L’amico e collega Jon Swain descrive così le ore del suo ultimo mercoledì sulla terra a Homs, cittadina siriana sconvolta da due settimane di incessanti bombardamenti: «Marie aveva deciso di partire per la Siria ai primi del mese. L’insurrezione contro il regime del presidente Bashar Assad si stava facendo importante, e anche la repressione prendeva toni sempre più cruenti. Il governo siriano stava cercando di nascondere i suoi modi brutali tenendo a bada i giornalisti. Marie era convinta che occorresse andare a vedere per raccontare le cose come stavano».

 

In un messaggio alla collega egiziana Sara Hashash, Colvin confida di volersi rendere utile prima che fosse troppo tardi «Homs è circondata dall’esercito e dai carri armati, e i militari non fanno entrare né uscire nessuno.

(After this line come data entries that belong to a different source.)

//! `flagline models`: list the model catalog.

use std::path::Path;

pub fn run(config_path: Option<&Path>) -> Result<(), Box<dyn std::error::Error>> {
    let config = super::load_config(config_path)?;
    let catalog = config.model_catalog()?;
    let default = &catalog.default_model().name;

    println!("Models");
    println!("======");
    for model in catalog.models() {
        let marker = if &model.name == default { " (fallback)" } else { "" };
        if model.aliases.is_empty() {
            println!("  {}{marker}", model.name);
        } else {
            println!("  {}{marker}  aliases: {}", model.name, model.aliases.join(", "));
        }
    }
    println!();
    println!("  Configured default: {}", config.defaults.model);
    Ok(())
}
//! Command types: named prompt snippets users invoke as `-name`.
//!
//! Predefined commands come from configuration; user commands live in an
//! external store reached through [`CommandStore`].

use serde::{Deserialize, Serialize};

use crate::error::CommandStoreError;

/// A named prompt expansion.
#[derive(Debug, Clone, PartialEq, Eq, Serialize, Deserialize)]
pub struct Command {
    /// Invocation name including the leading dash (e.g. `-translate`)
    pub name: String,

    /// Text injected into the prompt or the system message
    pub prompt: String,

    #[serde(default)]
    pub description: String,

    /// Inject as a system fragment instead of prefixing the prompt
    #[serde(default)]
    pub as_system: bool,

    /// Owning user; `None` for a global command
    #[serde(default, skip_serializing_if = "Option::is_none")]
    pub user_id: Option<String>,
}

impl Command {
    pub fn new(name: impl Into<String>, prompt: impl Into<String>) -> Self {
        Self {
            name: name.into(),
            prompt: prompt.into(),
            description: String::new(),
            as_system: false,
            user_id: None,
        }
    }

    pub fn as_system(mut self) -> Self {
        self.as_system = true;
        self
    }

    pub fn owned_by(mut self, user_id: impl Into<String>) -> Self {
        self.user_id = Some(user_id.into());
        self
    }

    /// Case-insensitive comparison against an invocation name.
    pub fn is_named(&self, name: &str) -> bool {
        self.name.eq_ignore_ascii_case(name)
    }

    pub fn validate(&self) -> Result<(), CommandStoreError> {
        if !self.name.starts_with('-') || self.name.len() < 2 {
            return Err(CommandStoreError::InvalidCommand {
                name: self.name.clone(),
                reason: "name must start with '-' followed by at least one character".into(),
            });
        }
        if self.name.chars().skip(1).any(|c| !(c.is_ascii_alphanumeric() || c == '-' || c == '_')) {
            return Err(CommandStoreError::InvalidCommand {
                name: self.name.clone(),
                reason: "name may only contain letters, digits, '-' and '_'".into(),
            });
        }
        Ok(())
    }
}

/// Read-only lookup of user-defined commands.
///
/// Implementations return the command owned by `user_id` when one exists,
/// otherwise the global command of that name.
pub trait CommandStore: Send + Sync {
    fn name(&self) -> &str;

    fn lookup(&self, name: &str, user_id: Option<&str>) -> Result<Option<Command>, CommandStoreError>;
}

/// A store that never has any commands.
pub struct NoCommands;

impl CommandStore for NoCommands {
    fn name(&self) -> &str {
        "none"
    }

    fn lookup(&self, _name: &str, _user_id: Option<&str>) -> Result<Option<Command>, CommandStoreError> {
        Ok(None)
    }
}

/// Pick the best command for `user_id` out of same-named candidates.
pub fn select_scoped<'a>(
    candidates: impl IntoIterator<Item = &'a Command>,
    user_id: Option<&str>,
) -> Option<&'a Command> {
    let mut global = None;
    for command in candidates {
        match (&command.user_id, user_id) {
            (Some(owner), Some(uid)) if owner == uid => return Some(command),
            (None, _) if global.is_none() => global = Some(command),
            _ => {}
        }
    }
    global
}
//! First-word model selection, e.g. `gpt-4 write me a poem`.

use std::sync::Arc;

use flagline_core::model::ModelCatalog;
use flagline_core::request::GenerationRequest;
use tracing::debug;

pub struct ModelAliasResolver {
    catalog: Arc<ModelCatalog>,
}

impl ModelAliasResolver {
    pub fn new(catalog: Arc<ModelCatalog>) -> Self {
        Self { catalog }
    }

    /// Strip a leading model word from the prompt and select that model.
    ///
    /// Without one, a model that is not a canonical catalog name falls back
    /// to the catalog default. Returns true when a word was consumed.
    pub fn apply(&self, request: &mut GenerationRequest) -> bool {
        let text = request.prompt.trim_start();
        let word = text.split_whitespace().next().unwrap_or("");

        if let Some(model) = self.catalog.find(word) {
            debug!(word, model = %model.name, "Model selected by leading word");
            request.model = model.name.clone();
            request.prompt = text[word.len()..].trim_start().to_string();
            return true;
        }

        if !self.catalog.is_canonical(&request.model) {
            let fallback = self.catalog.default_model();
            debug!(requested = %request.model, model = %fallback.name, "Unknown model, using default");
            request.model = fallback.name.clone();
        }
        false
    }
}
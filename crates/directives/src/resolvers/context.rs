use flagline_core::request::GenerationRequest;
use flagline_core::system::ContextStatus;

use crate::ResolveError;
use crate::names;
use crate::resolver::Resolver;
use crate::scanner::Directive;

/// Values that clear the carried context instead of setting it.
pub const CONTEXT_CLEAR_VALUES: &[&str] = &["clear", "null", "none", "reset", "empty", ""];

/// `-context <text>` sets a system message that later turns inherit;
/// `-context clear` (or a synonym) drops it.
pub struct ContextResolver;

impl Resolver for ContextResolver {
    fn name(&self) -> &str {
        "-context"
    }

    fn can_handle(&self, directive: &Directive) -> bool {
        names::matches_any(&directive.name, &["-context"])
    }

    fn resolve(&self, request: &mut GenerationRequest, directive: &mut Directive) -> Result<(), ResolveError> {
        if names::matches_any(&directive.value, CONTEXT_CLEAR_VALUES) {
            request.system.set_context_status(ContextStatus::Cleared);
            return Ok(());
        }
        request.system.set_context_status(ContextStatus::Set);
        request.system.replace(directive.value.clone());
        Ok(())
    }
}
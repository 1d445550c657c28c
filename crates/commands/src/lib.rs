//! User command stores.
//!
//! Users save their own `-name` shortcuts; the engine looks them up through
//! [`CommandStore`](flagline_core::CommandStore) while resolving. Both stores
//! here keep commands in memory. [`FileCommandStore`] also persists every
//! change to a JSON-lines file.

pub mod file_store;
pub mod in_memory;

pub use file_store::FileCommandStore;
pub use in_memory::InMemoryCommandStore;

use flagline_core::command::{Command, select_scoped};
use flagline_core::error::CommandStoreError;

/// Insert `command`, replacing a same-named command with the same owner.
/// Returns true when an existing command was replaced.
pub(crate) fn upsert(commands: &mut Vec<Command>, command: Command) -> Result<bool, CommandStoreError> {
    command.validate()?;
    match commands
        .iter_mut()
        .find(|c| c.is_named(&command.name) && c.user_id == command.user_id)
    {
        Some(existing) => {
            *existing = command;
            Ok(true)
        }
        None => {
            commands.push(command);
            Ok(false)
        }
    }
}

/// Remove the command `name` owned by `user_id` (`None` for global).
pub(crate) fn remove_scoped(commands: &mut Vec<Command>, name: &str, user_id: Option<&str>) -> bool {
    let before = commands.len();
    commands.retain(|c| !(c.is_named(name) && c.user_id.as_deref() == user_id));
    commands.len() < before
}

pub(crate) fn lookup_scoped(commands: &[Command], name: &str, user_id: Option<&str>) -> Option<Command> {
    select_scoped(commands.iter().filter(|c| c.is_named(name)), user_id).cloned()
}

/// Commands visible to `user_id`: globals plus their own, sorted by name.
pub(crate) fn visible_to(commands: &[Command], user_id: Option<&str>) -> Vec<Command> {
    let mut visible: Vec<Command> = commands
        .iter()
        .filter(|c| c.user_id.is_none() || c.user_id.as_deref() == user_id)
        .cloned()
        .collect();
    visible.sort_by(|a, b| a.name.to_lowercase().cmp(&b.name.to_lowercase()));
    visible
}

pub(crate) fn poisoned() -> CommandStoreError {
    CommandStoreError::Storage("command store lock poisoned".into())
}
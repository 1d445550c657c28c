//! `flagline commands`: user command management.

use std::path::Path;

use flagline_core::command::Command;

pub fn list(config_path: Option<&Path>, user: Option<&str>) -> Result<(), Box<dyn std::error::Error>> {
    let config = super::load_config(config_path)?;
    let store = super::open_store(&config);

    let predefined = config.predefined_commands();
    let saved = store.list(user)?;

    if predefined.is_empty() && saved.is_empty() {
        println!("No commands defined.");
        return Ok(());
    }

    if !predefined.is_empty() {
        println!("Predefined");
        for command in &predefined {
            print_command(command);
        }
    }
    if !saved.is_empty() {
        println!("Saved ({})", store.path().display());
        for command in &saved {
            print_command(command);
        }
    }
    Ok(())
}

pub fn add(
    config_path: Option<&Path>,
    name: String,
    prompt: String,
    user: Option<String>,
    system: bool,
    description: String,
) -> Result<(), Box<dyn std::error::Error>> {
    let config = super::load_config(config_path)?;
    let store = super::open_store(&config);

    let command = Command {
        name,
        prompt,
        description,
        as_system: system,
        user_id: user,
    };
    let name = command.name.clone();
    if store.add(command)? {
        println!("Updated {name}");
    } else {
        println!("Added {name}");
    }
    Ok(())
}

pub fn remove(config_path: Option<&Path>, name: &str, user: Option<&str>) -> Result<(), Box<dyn std::error::Error>> {
    let config = super::load_config(config_path)?;
    let store = super::open_store(&config);

    if store.remove(name, user)? {
        println!("Removed {name}");
    } else {
        println!("No command {name} for that scope");
    }
    Ok(())
}

fn print_command(command: &Command) {
    let target = if command.as_system { "system" } else { "prompt" };
    let owner = command.user_id.as_deref().unwrap_or("global");
    println!("  {:<16} [{target}, {owner}] {}", command.name, command.description);
}
//! Directive and tool name normalization.
//!
//! Two levels are used:
//! - [`fold`] only lowercases, for resolvers with an explicit spelling list
//!   (`-maxTokens`, `-max_tokens`, ...).
//! - [`normalize`] also drops the leading dash, separators and a plural
//!   suffix, so `-No_Tools`, `-no-tool` and `-notools` compare equal.

/// Lowercase a name for case-insensitive comparison.
pub fn fold(name: &str) -> String {
    name.to_lowercase()
}

/// True when `name` equals any entry of `names`, ignoring case.
pub fn matches_any(name: &str, names: &[&str]) -> bool {
    let folded = fold(name);
    names.iter().any(|n| fold(n) == folded)
}

/// True when `name` equals any entry of `names` after full normalization.
pub fn matches_any_normalized(name: &str, names: &[&str]) -> bool {
    let normalized = normalize(name);
    names.iter().any(|n| normalize(n) == normalized)
}

/// Canonical form: no leading dashes, no `-`/`_`/spaces, lowercase, singular.
pub fn normalize(name: &str) -> String {
    let collapsed: String = name
        .trim_start_matches('-')
        .chars()
        .filter(|c| !matches!(c, '-' | '_' | ' '))
        .flat_map(char::to_lowercase)
        .collect();
    singularize(&collapsed)
}

/// Strip a simple English plural suffix.
pub fn singularize(word: &str) -> String {
    if word.len() > 3 && word.ends_with("ies") {
        return format!("{}y", &word[..word.len() - 3]);
    }
    for suffix in ["sses", "shes", "ches", "xes"] {
        if word.len() > suffix.len() && word.ends_with(suffix) {
            return word[..word.len() - 2].to_string();
        }
    }
    if word.len() > 1 && word.ends_with('s') && !word.ends_with("ss") {
        return word[..word.len() - 1].to_string();
    }
    word.to_string()
}

#[cfg(test)]
mod tests {
    use super::*;

    #[test]
    fn fold_lowercases_only() {
        assert_eq!(fold("-maxTokens"), "-maxtokens");
        assert!(matches_any("-MaxTokens", &["-maxtokens"]));
        assert!(!matches_any("-max-tokens", &["-maxtokens"]));
    }

    #[test]
    fn normalize_collapses_spelling_variants() {
        assert_eq!(normalize("-no-tools"), "notool");
        assert_eq!(normalize("-No_Tools"), "notool");
        assert_eq!(normalize("-notool"), "notool");
        assert_eq!(normalize("web_search"), "websearch");
        assert_eq!(normalize("Web-Searches"), "websearch");
    }

    #[test]
    fn singularize_common_suffixes() {
        assert_eq!(singularize("queries"), "query");
        assert_eq!(singularize("boxes"), "box");
        assert_eq!(singularize("tools"), "tool");
        assert_eq!(singularize("class"), "class");
        assert_eq!(singularize("s"), "s");
    }

    #[test]
    fn normalized_list_matching() {
        let names = ["-no-tools", "-disable-tools"];
        assert!(matches_any_normalized("-disable_tool", &names));
        assert!(matches_any_normalized("-NOTOOLS", &names));
        assert!(!matches_any_normalized("-tools", &names));
    }
}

Ma forse ho trovato un modo per infilarmi lo stesso». A distanza di qualche giorno, sgattaiolava oltreconfine e si lasciava guidare dagli attivisti siriani per stradine dimesse e campagne, fino a Homs.

 

«Era tutto buio, rischioso, freddo, bagnato», racconta Swain. Quel giorno ha sfidato il fuoco dei cecchini per intervistare la gente del posto, asserragliata nelle case e negli scantinati, e per fare visita a un’infermeria improvvisata, dove si curavano i feriti. Si è imbattuta in scene atroci. «Ali, il dentista, era impegnato a tagliare gli abiti di Ahmed al-Irini, un paziente di ventiquattro anni, steso su uno dei due tavoli operatori», scrive Colvin: «Le schegge di granata gli avevano portato via intere porzioni di carne dalle cosce, lasciando crateri sanguinolenti. Ali gli ha estratto un pezzo di metallo da sotto l’occhio sinistro. Sanguinava anche lì. Poi le gambe di Irini sono state prese da uno spasimo e il paziente è morto sul tavolo operatorio. Suo cognato, che lo aveva portato dai medici, è scoppiato a piangere. “Stavamo giocando a carte quando un missile ha centrato casa nostra,” ha raccontato tra le lacrime. Irini è stato trasferito nell’obitorio improvvisato in quella che un tempo era stata una camera da letto sul retro, completamente nudo, un sacchetto di plastica nera a coprire i genitali».

 

Nell’ultimo collegamento con la Bbc, la giornalista descriveva lo scempio del quale era stata testimone. «Dicono di avere colpito soltanto i terroristi, ma è una menzogna clamorosa, una menzogna ignobile. L’esercito siriano sta bombardando una città piena di civili che muoiono di freddo e di fame, ecco come stanno le cose».

 

Poco dopo il collegamento, il 22 febbraio 2012, il centro stampa di Baba Amr, dove era rifugiata, è stato bombardato. Marie Colvin e Rémi Ochlik, fotografo francese ventinovenne al suo fianco, sono saltati in aria. Altri giornalisti, tra i quali Javier Espinosa di El Mundo, si sono salvati. Mentre fuggiva nel caos, senza volerlo, Espinosa ha calpestato i corpi delle vittime. «Per me è stata quella la cosa più orribile. Ho calpestato i loro cadaveri. Non sapevo che fossero loro».

 

Il mestiere della reporter di guerra è uno dei più scomodi per una donna: non solo si trova a farsi strada tra il testosterone di responsabili occidentali e contrabbandieri mediorientali, ma anche con la casualità del pericolo dell’efferatezza umana. Nel 2001 così Colvin raccontava il proprio lavoro: «Non si può scrivere di guerra e farlo come si deve senza esporsi a degli imprevisti (…). Andare sul posto di persona per vedere che cosa succede è l’unico modo per giungere alla verità. Con buona pace dei video che vi mostrano in televisione, la realtà sul terreno è cambiata molto poco nel corso degli ultimi cento anni. Crateri. Abitazioni carbonizzate. Donne che piangono una figlia o un figlio. Sofferenza. Quando si fa il mio mestiere non c’è il rischio di rimanere disoccupati».

 

Conclude poi: «La cosa davvero difficile è conservare una briciola di fiducia nel genere umano, scommettere sul fatto che a qualcuno importerà». Colvin e Didion hanno saputo testimoniare il dolore, rivelandone gli aspetti più trucidi e misteriosi, toccando con la penna il fondo dell’umanità.